Stills is all about team success, but to his credit, he did not fib this week about how great it would be to top 1,000 yards for the first time (he’s on pace) or to be a Pro Bowler (the club has promoted him). Stills also concedes he needed to improve after he arrived in Miami.
“Honestly, just taking the coaching and trusting in the technique that they’re trying to teach us and going out there and working on it,” Still said. “Just being able to make the intermediate catches, being able to make the short catches, getting off the press, understanding defenses, coverages, all of the little things that are part of being a receiver, not just catching the ball down field. I really appreciate the coaching staff and everyone that we have here for helping me grow as a player.”
Gase rightly compared stills to Emmanuel Sanders, who Gase coached in Denver. Sanders has three 1,000-yard seasons, and two Pro Bowl bids. Gase said Stills arrives early, leaves late and is meticulous about going over every detail of the offense.
“Now he really helps other guys and you constantly see him working with the younger guys,” Gase said. “I think that helps him too, because it makes him really think of the details of every little thing in the offense.”
Stills has especially tried to help youngsters such as DeVante Parker and Leonte Carroo, though he can’t force Parker to fight harder for balls, as Stills does. With their failure to emerge, it has made the Stills deal appear even more favorable.
Very good player. Very good leader. Very good in the community.
“We’re dying for guys who you can say ‘Hey, do it like him. Work like him. Act like him.’” Christensen said. “That’s what we’re dying for leadership-wise offensively. Just some guy that (you say) ‘Hey, he’s turning into a heck of pro,’ and where you say, ‘Hey, do you want to get better? Watch Kenny Stills. Watch how he works. Watch how he takes care of his body. Watch what he does on Tuesday on off days. Watch what he does after practice. Watch him during practice.’ He’s becoming that kind of guy, so that’s been great. It’s been fun to watch and he’s turning into a really, really fine receiver.”
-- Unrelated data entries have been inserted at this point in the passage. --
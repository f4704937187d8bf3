use std::{fs, path::PathBuf, sync::Arc};

use anyhow::{Context, Result};
use clap::{Parser, Subcommand, ValueEnum};
use inquire::{Password, Select, Text};
use widget_core::{
    Config, FileStore, Host, PreferenceStore, ProviderId, Widget,
    provider::default_source_from_config,
};

use crate::host::{PageHost, summary};

const ELEMENT_TAG: &str = "city-weather";

/// Top-level CLI struct.
#[derive(Debug, Parser)]
#[command(name = "city-weather", version, about = "City weather widget")]
pub struct Cli {
    #[command(subcommand)]
    pub command: Command,
}

#[derive(Debug, Clone, Copy, ValueEnum)]
pub enum ToggleTarget {
    Theme,
    Unit,
}

#[derive(Debug, Subcommand)]
pub enum Command {
    /// Configure credentials for a specific provider.
    Configure {
        /// Provider short name, e.g. "openweather" or "weatherapi".
        provider: String,
    },

    /// Render the widget for a location.
    Show {
        /// Location name; falls back to the configured default.
        location: Option<String>,

        /// Write a standalone HTML page instead of printing the markup.
        #[arg(long)]
        out: Option<PathBuf>,
    },

    /// Flip a stored preference and render the widget with it.
    Toggle {
        #[arg(value_enum)]
        target: ToggleTarget,

        location: Option<String>,

        #[arg(long)]
        out: Option<PathBuf>,
    },

    /// Drive the widget from prompts.
    Interactive {
        location: Option<String>,
    },
}

impl Cli {
    pub async fn run(self) -> Result<()> {
        match self.command {
            Command::Configure { provider } => configure(&provider),
            Command::Show { location, out } => {
                let mut widget = mount(location.as_deref())?;
                widget.settle().await;
                emit(widget.host(), out)
            }
            Command::Toggle { target, location, out } => {
                let mut widget = mount(location.as_deref())?;
                widget.settle().await;
                match target {
                    ToggleTarget::Theme => {
                        widget.toggle_theme();
                    }
                    ToggleTarget::Unit => {
                        widget.toggle_unit();
                    }
                }
                widget.settle().await;
                emit(widget.host(), out)
            }
            Command::Interactive { location } => interactive(location.as_deref()).await,
        }
    }
}

fn configure(provider: &str) -> Result<()> {
    let id = ProviderId::try_from(provider)?;
    let mut cfg = Config::load()?;

    let api_key = Password::new(&format!("{id} API key:"))
        .without_confirmation()
        .prompt()
        .context("Failed to read API key")?;

    cfg.upsert_provider_api_key(id, api_key.trim().to_string());
    cfg.save()?;

    println!("Saved API key for {id} to {}", Config::config_file_path()?.display());
    Ok(())
}

fn mount(location: Option<&str>) -> Result<Widget<PageHost>> {
    let cfg = Config::load()?;
    let source = default_source_from_config(&cfg)?;
    let prefs: Arc<dyn PreferenceStore> = Arc::new(FileStore::open_default()?);

    let mut host = PageHost::new(ELEMENT_TAG);
    if let Some(location) = location {
        host.set_attribute(&cfg.widget.location_attribute, location);
    }

    Ok(Widget::mount(host, source, prefs, cfg.widget, location))
}

fn emit(host: &PageHost, out: Option<PathBuf>) -> Result<()> {
    match out {
        Some(path) => {
            fs::write(&path, host.page())
                .with_context(|| format!("Failed to write page: {}", path.display()))?;
            println!("Wrote {}", path.display());
        }
        None => print!("{}", host.markup()),
    }
    Ok(())
}

async fn interactive(location: Option<&str>) -> Result<()> {
    const SEARCH: &str = "Search location";
    const THEME: &str = "Toggle theme";
    const UNIT: &str = "Toggle unit";
    const QUIT: &str = "Quit";

    let mut widget = mount(location)?;

    loop {
        widget.settle().await;
        println!("\n{}\n", summary(widget.state(), widget.view()));

        let choice = Select::new("Action:", vec![SEARCH, THEME, UNIT, QUIT]).prompt()?;
        match choice {
            SEARCH => {
                let input = Text::new("Location:")
                    .with_initial_value(widget.state().location())
                    .prompt()?;
                if widget.submit_location(&input).is_none() {
                    println!("Location must not be empty.");
                }
            }
            THEME => {
                widget.toggle_theme();
            }
            UNIT => {
                widget.toggle_unit();
            }
            _ => break,
        }
    }

    Ok(())
}
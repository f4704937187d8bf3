use async_trait::async_trait;
use reqwest::{Client, StatusCode};
use serde::Deserialize;
use tracing::instrument;

use crate::model::{Condition, ForecastPoint, RawForecast, Unit, WeatherSnapshot};

use super::{SourceError, WeatherSource, truncate_body, unix_to_utc};

const OPENWEATHER_BASE: &str = "https://api.openweathermap.org/data/2.5";
const ICON_BASE: &str = "https://openweathermap.org/img/wn";

/// The 5-day forecast endpoint reports one entry every three hours.
pub const FORECAST_INTERVAL_HOURS: u32 = 3;

#[derive(Debug, Clone)]
pub struct OpenWeatherProvider {
    api_key: String,
    http: Client,
    base_url: String,
}

impl OpenWeatherProvider {
    pub fn new(api_key: String) -> Self {
        Self::with_client(api_key, Client::new())
    }

    pub fn with_client(api_key: String, http: Client) -> Self {
        Self {
            api_key,
            http,
            base_url: OPENWEATHER_BASE.to_string(),
        }
    }

    pub fn with_base_url(mut self, base_url: &str) -> Self {
        self.base_url = base_url.trim_end_matches('/').to_string();
        self
    }

    /// GET one endpoint and return the body once its status says success.
    async fn get(&self, endpoint: &str, location: &str, unit: Unit) -> Result<String, SourceError> {
        let url = format!("{}/{}", self.base_url, endpoint);

        let res = self
            .http
            .get(&url)
            .query(&[
                ("q", location),
                ("appid", self.api_key.as_str()),
                ("units", unit.as_str()),
            ])
            .send()
            .await?;

        let status = res.status();
        let body = res.text().await?;

        check_status(location, status, &body)?;
        Ok(body)
    }

    #[instrument(skip(self), level = "debug")]
    async fn fetch_current(
        &self,
        location: &str,
        unit: Unit,
    ) -> Result<WeatherSnapshot, SourceError> {
        let body = self.get("weather", location, unit).await?;
        let parsed: OwCurrentResponse = serde_json::from_str(&body)?;

        let condition = parsed
            .weather
            .first()
            .map(condition_from)
            .unwrap_or_else(unknown_condition);

        Ok(WeatherSnapshot {
            location_name: parsed.name,
            country: parsed.sys.country.unwrap_or_default(),
            condition,
            temperature: parsed.main.temp,
            feels_like: parsed.main.feels_like,
            humidity_pct: parsed.main.humidity,
            wind_speed: parsed.wind.speed,
        })
    }

    #[instrument(skip(self), level = "debug")]
    async fn fetch_forecast(&self, location: &str, unit: Unit) -> Result<RawForecast, SourceError> {
        let body = self.get("forecast", location, unit).await?;
        let parsed: OwForecastResponse = serde_json::from_str(&body)?;

        let entries = parsed
            .list
            .into_iter()
            .map(|entry| -> Result<ForecastPoint, SourceError> {
                let timestamp = unix_to_utc(entry.dt).ok_or_else(|| {
                    SourceError::Malformed(format!("invalid timestamp {}", entry.dt))
                })?;
                let condition = entry
                    .weather
                    .first()
                    .map(condition_from)
                    .unwrap_or_else(unknown_condition);

                Ok(ForecastPoint {
                    timestamp,
                    temperature: entry.main.temp,
                    condition,
                })
            })
            .collect::<Result<Vec<_>, _>>()?;

        tracing::debug!("OpenWeather forecast returned {} entries", entries.len());

        Ok(RawForecast {
            interval_hours: FORECAST_INTERVAL_HOURS,
            entries,
        })
    }
}

/// OpenWeather carries its own status in `cod`, a number on the current
/// endpoint and a string on the forecast endpoint and on errors.
fn check_status(location: &str, http_status: StatusCode, body: &str) -> Result<(), SourceError> {
    let envelope: OwStatus = match serde_json::from_str(body) {
        Ok(envelope) => envelope,
        Err(_) if !http_status.is_success() => {
            return Err(SourceError::Api {
                code: http_status.as_u16().to_string(),
                message: format!(
                    "request failed with status {}: {}",
                    http_status,
                    truncate_body(body)
                ),
            });
        }
        Err(e) => return Err(e.into()),
    };

    let code = envelope.code().unwrap_or(http_status.as_u16());

    match code {
        200 => Ok(()),
        404 => Err(SourceError::NotFound { location: location.to_string() }),
        other => Err(SourceError::Api {
            code: other.to_string(),
            message: envelope
                .message()
                .unwrap_or_else(|| format!("request failed with status {other}")),
        }),
    }
}

fn condition_from(weather: &OwWeather) -> Condition {
    Condition {
        label: weather.main.clone(),
        description: weather.description.clone(),
        icon_url: format!("{}/{}@2x.png", ICON_BASE, weather.icon),
    }
}

fn unknown_condition() -> Condition {
    Condition {
        label: "Unknown".to_string(),
        description: "Unknown".to_string(),
        icon_url: String::new(),
    }
}

#[derive(Debug, Deserialize)]
struct OwStatus {
    #[serde(default)]
    cod: Option<serde_json::Value>,
    #[serde(default)]
    message: Option<serde_json::Value>,
}

impl OwStatus {
    fn code(&self) -> Option<u16> {
        match self.cod.as_ref()? {
            serde_json::Value::Number(n) => n.as_u64().and_then(|n| u16::try_from(n).ok()),
            serde_json::Value::String(s) => s.trim().parse().ok(),
            _ => None,
        }
    }

    // Successful forecast responses carry `"message": 0`.
    fn message(&self) -> Option<String> {
        match self.message.as_ref()? {
            serde_json::Value::String(s) => Some(s.clone()),
            _ => None,
        }
    }
}

#[derive(Debug, Deserialize)]
struct OwMain {
    temp: f64,
    feels_like: f64,
    humidity: u8,
}

#[derive(Debug, Deserialize)]
struct OwWeather {
    main: String,
    description: String,
    icon: String,
}

#[derive(Debug, Deserialize)]
struct OwWind {
    speed: f64,
}

#[derive(Debug, Deserialize)]
struct OwSys {
    country: Option<String>,
}

#[derive(Debug, Deserialize)]
struct OwCurrentResponse {
    name: String,
    sys: OwSys,
    main: OwMain,
    weather: Vec<OwWeather>,
    wind: OwWind,
}

#[derive(Debug, Deserialize)]
struct OwForecastMain {
    temp: f64,
}

#[derive(Debug, Deserialize)]
struct OwForecastEntry {
    dt: i64,
    main: OwForecastMain,
    weather: Vec<OwWeather>,
}

#[derive(Debug, Deserialize)]
struct OwForecastResponse {
    list: Vec<OwForecastEntry>,
}

#[async_trait]
impl WeatherSource for OpenWeatherProvider {
    async fn current(&self, location: &str, unit: Unit) -> Result<WeatherSnapshot, SourceError> {
        self.fetch_current(location, unit).await
    }

    async fn forecast(&self, location: &str, unit: Unit) -> Result<RawForecast, SourceError> {
        self.fetch_forecast(location, unit).await
    }
}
Stills has been consistent, on and off the field. When can he be seen smiling broadest? That’s easy.
During a charity event.
“I think just seeing the faces on the kids, the expression, the happiness that they get from us being around,” Stills said. “It’s just a good feeling to serve others. I encourage other people to get out and do some community service. There’s so many people that need help and that could use it, so I really encourage people to get out in the community and serve others.”
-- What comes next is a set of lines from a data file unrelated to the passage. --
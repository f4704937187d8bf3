//! Widget state - single source of truth for rendering decisions

use serde::{Deserialize, Serialize};

use crate::model::{Theme, Unit};

pub const DEFAULT_LOCATION: &str = "Los Angeles";

/// Location, unit and theme of one mounted widget.
///
/// Always fully populated. Fields are private so every change goes through
/// one of the setters below.
#[derive(Debug, Clone, PartialEq, Eq, Serialize, Deserialize)]
pub struct WidgetState {
    location: String,
    unit: Unit,
    theme: Theme,
}

impl WidgetState {
    /// Build the initial state. A missing or blank `location` falls back to
    /// `default_location`, and a blank default to [`DEFAULT_LOCATION`].
    pub fn new(location: Option<&str>, default_location: &str, unit: Unit, theme: Theme) -> Self {
        let location = [location, Some(default_location)]
            .into_iter()
            .flatten()
            .map(str::trim)
            .find(|l| !l.is_empty())
            .unwrap_or(DEFAULT_LOCATION)
            .to_string();

        Self {
            location,
            unit,
            theme,
        }
    }

    pub fn location(&self) -> &str {
        &self.location
    }

    pub fn unit(&self) -> Unit {
        self.unit
    }

    pub fn theme(&self) -> Theme {
        self.theme
    }

    /// Accept `next` as the new location unless it is blank after trimming.
    /// Returns whether the input was accepted.
    pub fn set_location(&mut self, next: &str) -> bool {
        let next = next.trim();
        if next.is_empty() {
            return false;
        }
        self.location = next.to_string();
        true
    }

    pub fn toggle_theme(&mut self) -> Theme {
        self.theme = self.theme.toggle();
        self.theme
    }

    pub fn toggle_unit(&mut self) -> Unit {
        self.unit = self.unit.toggle();
        self.unit
    }
}

impl Default for WidgetState {
    fn default() -> Self {
        Self::new(None, DEFAULT_LOCATION, Unit::default(), Theme::default())
    }
}

#[cfg(test)]
mod tests {
    use super::*;

    #[test]
    fn defaults_are_applied() {
        let state = WidgetState::default();
        assert_eq!(state.location(), "Los Angeles");
        assert_eq!(state.unit(), Unit::Metric);
        assert_eq!(state.theme(), Theme::Light);
    }

    #[test]
    fn blank_host_attribute_uses_default() {
        let state = WidgetState::new(Some("   "), DEFAULT_LOCATION, Unit::Imperial, Theme::Dark);
        assert_eq!(state.location(), DEFAULT_LOCATION);
        assert_eq!(state.unit(), Unit::Imperial);
        assert_eq!(state.theme(), Theme::Dark);

        let state = WidgetState::new(Some(" Paris "), DEFAULT_LOCATION, Unit::Metric, Theme::Light);
        assert_eq!(state.location(), "Paris");
    }

    #[test]
    fn blank_configured_default_falls_back() {
        let state = WidgetState::new(None, "   ", Unit::Metric, Theme::Light);
        assert_eq!(state.location(), DEFAULT_LOCATION);

        let state = WidgetState::new(Some(""), " Oslo ", Unit::Metric, Theme::Light);
        assert_eq!(state.location(), "Oslo");
    }

    #[test]
    fn set_location_rejects_blank_input() {
        let mut state = WidgetState::default();

        assert!(!state.set_location(""));
        assert!(!state.set_location(" \t\n"));
        assert_eq!(state.location(), "Los Angeles");

        assert!(state.set_location("  Kyiv "));
        assert_eq!(state.location(), "Kyiv");
    }

    #[test]
    fn toggles_flip_back() {
        let mut state = WidgetState::default();

        assert_eq!(state.toggle_theme(), Theme::Dark);
        assert_eq!(state.toggle_theme(), Theme::Light);

        assert_eq!(state.toggle_unit(), Unit::Imperial);
        assert_eq!(state.toggle_unit(), Unit::Metric);
    }
}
When can you best see Stills’ ultra-competitive nature at work? Easy. When Miami’s defense is on the field.
Hilariously, Stills was seen shouting toward Tom Brady during Miami’s last game against New England.
“I’m just into the game,” Stills said. “I want to win and I know what this team is capable of. I love watching the guys on defense. We have so many playmakers on defense, guys that fly to the ball, guys that can change the game with one play. I just want to win. We work hard. We spend so much time together, so I really root for the defense and I know that, in turn, they’ll do the same thing for us.”
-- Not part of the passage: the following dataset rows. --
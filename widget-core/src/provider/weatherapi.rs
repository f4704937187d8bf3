use async_trait::async_trait;
use reqwest::{Client, StatusCode};
use serde::Deserialize;
use tracing::instrument;

use crate::model::{Condition, ForecastPoint, RawForecast, Unit, WeatherSnapshot};

use super::{SourceError, WeatherSource, truncate_body, unix_to_utc};

const WEATHERAPI_BASE: &str = "https://api.weatherapi.com/v1";

/// WeatherAPI.com error code for "No matching location found."
const NO_MATCHING_LOCATION: u32 = 1006;

/// Forecast days are split into hourly entries.
pub const FORECAST_INTERVAL_HOURS: u32 = 1;
const FORECAST_DAYS: &str = "5";

#[derive(Debug, Clone)]
pub struct WeatherApiProvider {
    api_key: String,
    http: Client,
    base_url: String,
}

impl WeatherApiProvider {
    pub fn new(api_key: String) -> Self {
        Self::with_client(api_key, Client::new())
    }

    pub fn with_client(api_key: String, http: Client) -> Self {
        Self {
            api_key,
            http,
            base_url: WEATHERAPI_BASE.to_string(),
        }
    }

    pub fn with_base_url(mut self, base_url: &str) -> Self {
        self.base_url = base_url.trim_end_matches('/').to_string();
        self
    }

    async fn get(
        &self,
        endpoint: &str,
        location: &str,
        extra: &[(&str, &str)],
    ) -> Result<String, SourceError> {
        let url = format!("{}/{}", self.base_url, endpoint);

        let res = self
            .http
            .get(&url)
            .query(&[("key", self.api_key.as_str()), ("q", location)])
            .query(extra)
            .send()
            .await?;

        let status = res.status();
        let body = res.text().await?;

        if !status.is_success() {
            return Err(classify_error(location, status, &body));
        }

        Ok(body)
    }

    #[instrument(skip(self), level = "debug")]
    async fn fetch_current(
        &self,
        location: &str,
        unit: Unit,
    ) -> Result<WeatherSnapshot, SourceError> {
        let body = self.get("current.json", location, &[("aqi", "no")]).await?;
        let parsed: WaResponse = serde_json::from_str(&body)?;
        let current = parsed.current;

        let (temperature, feels_like, wind_speed) = match unit {
            Unit::Metric => (current.temp_c, current.feelslike_c, current.wind_kph / 3.6),
            Unit::Imperial => (current.temp_f, current.feelslike_f, current.wind_mph),
        };

        Ok(WeatherSnapshot {
            location_name: parsed.location.name,
            country: parsed.location.country,
            condition: condition_from(&current.condition),
            temperature,
            feels_like,
            humidity_pct: current.humidity,
            wind_speed,
        })
    }

    #[instrument(skip(self), level = "debug")]
    async fn fetch_forecast(&self, location: &str, unit: Unit) -> Result<RawForecast, SourceError> {
        let query = [("days", FORECAST_DAYS), ("aqi", "no"), ("alerts", "no")];
        let body = self.get("forecast.json", location, &query).await?;
        let parsed: WaForecastResponse = serde_json::from_str(&body)?;

        let entries = parsed
            .forecast
            .forecastday
            .iter()
            .flat_map(|day| day.hour.iter())
            .map(|hour| -> Result<ForecastPoint, SourceError> {
                let timestamp = unix_to_utc(hour.time_epoch).ok_or_else(|| {
                    SourceError::Malformed(format!("invalid timestamp {}", hour.time_epoch))
                })?;

                Ok(ForecastPoint {
                    timestamp,
                    temperature: match unit {
                        Unit::Metric => hour.temp_c,
                        Unit::Imperial => hour.temp_f,
                    },
                    condition: condition_from(&hour.condition),
                })
            })
            .collect::<Result<Vec<_>, _>>()?;

        Ok(RawForecast {
            interval_hours: FORECAST_INTERVAL_HOURS,
            entries,
        })
    }
}

fn classify_error(location: &str, status: StatusCode, body: &str) -> SourceError {
    match serde_json::from_str::<WaErrorResponse>(body) {
        Ok(parsed) if parsed.error.code == NO_MATCHING_LOCATION => SourceError::NotFound {
            location: location.to_string(),
        },
        Ok(parsed) => SourceError::Api {
            code: parsed.error.code.to_string(),
            message: parsed.error.message,
        },
        Err(_) => SourceError::Api {
            code: status.as_u16().to_string(),
            message: format!("request failed with status {}: {}", status, truncate_body(body)),
        },
    }
}

fn condition_from(condition: &WaCondition) -> Condition {
    let icon_url = if condition.icon.starts_with("//") {
        format!("https:{}", condition.icon)
    } else {
        condition.icon.clone()
    };

    Condition {
        label: condition.text.clone(),
        description: condition.text.clone(),
        icon_url,
    }
}

#[derive(Debug, Deserialize)]
struct WaErrorDetail {
    code: u32,
    message: String,
}

#[derive(Debug, Deserialize)]
struct WaErrorResponse {
    error: WaErrorDetail,
}

#[derive(Debug, Deserialize)]
struct WaLocation {
    name: String,
    country: String,
}

#[derive(Debug, Deserialize)]
struct WaCondition {
    text: String,
    #[serde(default)]
    icon: String,
}

#[derive(Debug, Deserialize)]
struct WaCurrent {
    temp_c: f64,
    temp_f: f64,
    feelslike_c: f64,
    feelslike_f: f64,
    humidity: u8,
    wind_kph: f64,
    wind_mph: f64,
    condition: WaCondition,
}

#[derive(Debug, Deserialize)]
struct WaResponse {
    location: WaLocation,
    current: WaCurrent,
}

#[derive(Debug, Deserialize)]
struct WaForecastHour {
    time_epoch: i64,
    temp_c: f64,
    temp_f: f64,
    condition: WaCondition,
}

#[derive(Debug, Deserialize)]
struct WaForecastDay {
    hour: Vec<WaForecastHour>,
}

#[derive(Debug, Deserialize)]
struct WaForecast {
    forecastday: Vec<WaForecastDay>,
}

#[derive(Debug, Deserialize)]
struct WaForecastResponse {
    forecast: WaForecast,
}

#[async_trait]
impl WeatherSource for WeatherApiProvider {
    async fn current(&self, location: &str, unit: Unit) -> Result<WeatherSnapshot, SourceError> {
        self.fetch_current(location, unit).await
    }

    async fn forecast(&self, location: &str, unit: Unit) -> Result<RawForecast, SourceError> {
        self.fetch_forecast(location, unit).await
    }
}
Burke said, at times, Stills can get a bit in his way as he’s trying to make a call.
“I want to know the call,” Stills said, smiling. “I want to be able to help the guys. I feel like knowing and being on offense and knowing football and understanding, I can help them as much as I can. Sometimes I’m a little bit too close to him or on the field or what have you. I’m just excited to be out there. I love playing ball. I know that at any point in time, the game can be taken away from me, so I’m just enjoying myself.”